Animal biosafety: ABSL-1 / ABSL-2 / ABSL-3 / ABSL-4 mirror the above for animal facilities.
Radiation levels#
Concept |
Notes |
|---|---|
Sv (sievert) |
SI dose-equivalent; 1 Sv = 100 rem (legacy). |
Gy (gray) |
SI absorbed dose; 1 Gy = 100 rad. |
Bq (becquerel) |
SI activity; 1 disintegration / second. |
Ci (curie) |
legacy activity; 1 Ci = 3.7 × 10^10 Bq. |
Background |
~3-5 mSv/year from cosmic + terrestrial + radon. |
Threshold (sym.) |
100 mSv acute = symptomatic acute radiation syndrome risk. |
LD50 / 30 |
~3.5-5 Gy whole-body single dose without medical care. |
Lifetime cancer |
each Sv adds ~5% lifetime cancer risk (linear no- threshold model). |
INES |
International Nuclear Event Scale (0-7); 7 = TMI was 5, Chernobyl + Fukushima Daiichi were 7. |
Chemical reference#
System |
Notes |
|---|---|
CAS Registry No. |
unique identifier per substance (e.g. 7732-18-5 = water). |
SMILES |
chemical structure as a string. |
InChI / InChIKey |
IUPAC International Chemical Identifier. |
EC Number |
European inventory. |
DOT / UN Number |
transport identifier (above). |
RTECS |
Registry of Toxic Effects of Chemical Substances. |
HMIS |
Hazardous Materials Identification System (NPCA); color-coded similar to NFPA but person-protection rated. |
WHMIS |
Workplace Hazardous Materials Information System (Canada); now aligned with GHS. |
HAZMAT placards (transport)#
Placard type |
Notes |
|---|---|
Class diamond |
UN-class number (above) on colored background; four-digit UN-number sometimes embedded. |
Subsidiary diamond |
for materials with multiple hazards. |
Marine pollutant |
fish + tree symbol. |
Elevated temp. |
“HOT” placard for materials transported at >100 °C. |
Fumigation warning |
on closed cargo containers. |
Limited Quantity |
black-and-white diamond-on-square; reduced packaging requirements. |
Empty placard |
residue still classified. |
Operator notes#
NFPA 704 vs HMIS, both use 0-4 color scales but the white quadrant differs (NFPA = special hazards; HMIS = PPE letter A-X). Don’t conflate.

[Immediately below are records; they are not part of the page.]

//! Action invoker: performs the single network effect a confirmed gate
//! authorizes and folds every failure into one user-facing message.

use catalog_client::CatalogApi;
use catalog_core::{AlbumFormData, AlbumId, EntityKind, SongFormData, SongId, Subject};
use thiserror::Error;

/// A gated, side-effecting catalog call together with the payload captured
/// for it.
#[derive(Debug, Clone, PartialEq, Eq)]
pub enum Action {
    CreateAlbum(AlbumFormData),
    UpdateAlbum(AlbumId, AlbumFormData),
    DeleteAlbum(AlbumId),
    CreateSong(SongFormData),
    UpdateSong(SongId, SongFormData),
    DeleteSong(SongId),
}

impl Action {
    pub fn subject(&self) -> Subject {
        match self {
            Self::CreateAlbum(_) => Subject::New(EntityKind::Album),
            Self::UpdateAlbum(id, _) | Self::DeleteAlbum(id) => Subject::album(*id),
            Self::CreateSong(_) => Subject::New(EntityKind::Song),
            Self::UpdateSong(id, _) | Self::DeleteSong(id) => Subject::song(*id),
        }
    }

    /// Lists that go stale when this action succeeds. Deleting an album
    /// also deletes its songs on the server.
    pub fn refresh_scopes(&self) -> &'static [RefreshScope] {
        match self {
            Self::CreateAlbum(_) | Self::UpdateAlbum(..) => &[RefreshScope::Albums],
            Self::DeleteAlbum(_) => &[RefreshScope::Albums, RefreshScope::Songs],
            Self::CreateSong(_) | Self::UpdateSong(..) | Self::DeleteSong(_) => {
                &[RefreshScope::Songs]
            }
        }
    }

    pub fn verb(&self) -> &'static str {
        match self {
            Self::CreateAlbum(_) | Self::CreateSong(_) => "create",
            Self::UpdateAlbum(..) | Self::UpdateSong(..) => "update",
            Self::DeleteAlbum(_) | Self::DeleteSong(_) => "delete",
        }
    }
}

#[derive(Debug, Clone, Copy, PartialEq, Eq, Hash)]
pub enum RefreshScope {
    Albums,
    Songs,
}

#[derive(Debug, Clone, PartialEq, Eq)]
pub struct ActionSuccess {
    pub subject: Subject,
    pub refresh: &'static [RefreshScope],
    pub summary: String,
}

#[derive(Debug, Clone, PartialEq, Eq, Error)]
#[error("{message}")]
pub struct ActionFailure {
    pub subject: Subject,
    pub message: String,
}

pub type ActionResult = Result<ActionSuccess, ActionFailure>;

/// Run `action` exactly once. No retries: a failure is terminal for this
/// invocation.
pub async fn invoke(api: &dyn CatalogApi, action: &Action) -> ActionResult {
    let subject = action.subject();
    tracing::debug!(%subject, verb = action.verb(), "invoking catalog action");

    let outcome = match action {
        Action::CreateAlbum(data) => api
            .create_album(data)
            .await
            .map(|a| format!("album {} created: {}", a.id, a.title)),
        Action::UpdateAlbum(id, data) => api
            .update_album(*id, data)
            .await
            .map(|a| format!("album {} updated: {}", a.id, a.title)),
        Action::DeleteAlbum(id) => api
            .delete_album(*id)
            .await
            .map(|()| format!("album {id} deleted")),
        Action::CreateSong(data) => api
            .create_song(data)
            .await
            .map(|s| format!("song {} created: {}", s.id, s.title)),
        Action::UpdateSong(id, data) => api
            .update_song(*id, data)
            .await
            .map(|s| format!("song {} updated: {}", s.id, s.title)),
        Action::DeleteSong(id) => api
            .delete_song(*id)
            .await
            .map(|()| format!("song {id} deleted")),
    };

    match outcome {
        Ok(summary) => Ok(ActionSuccess {
            subject,
            refresh: action.refresh_scopes(),
            summary,
        }),
        Err(e) => {
            tracing::warn!(%subject, error = %e, "catalog action failed");
            Err(ActionFailure {
                subject,
                message: e.user_message(),
            })
        }
    }
}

Pictograms vs placards, GHS pictograms label individual chemical containers; UN-class placards label transport vehicles + intermodal containers.
48-hour latency, many chemical exposures present symptoms hours / days later; document immediately.
SDS (Safety Data Sheet, GHS-aligned) is the 16-section reference per chemical; superseded MSDS in 2015.
Lithium batteries are class 9 + sub-categories; air transport heavily regulated post-incident series.
Authorization, HAZMAT response in the US requires HAZWOPER training (40-hour or 24-hour); overseas similar. Operators should not enter contaminated areas without it.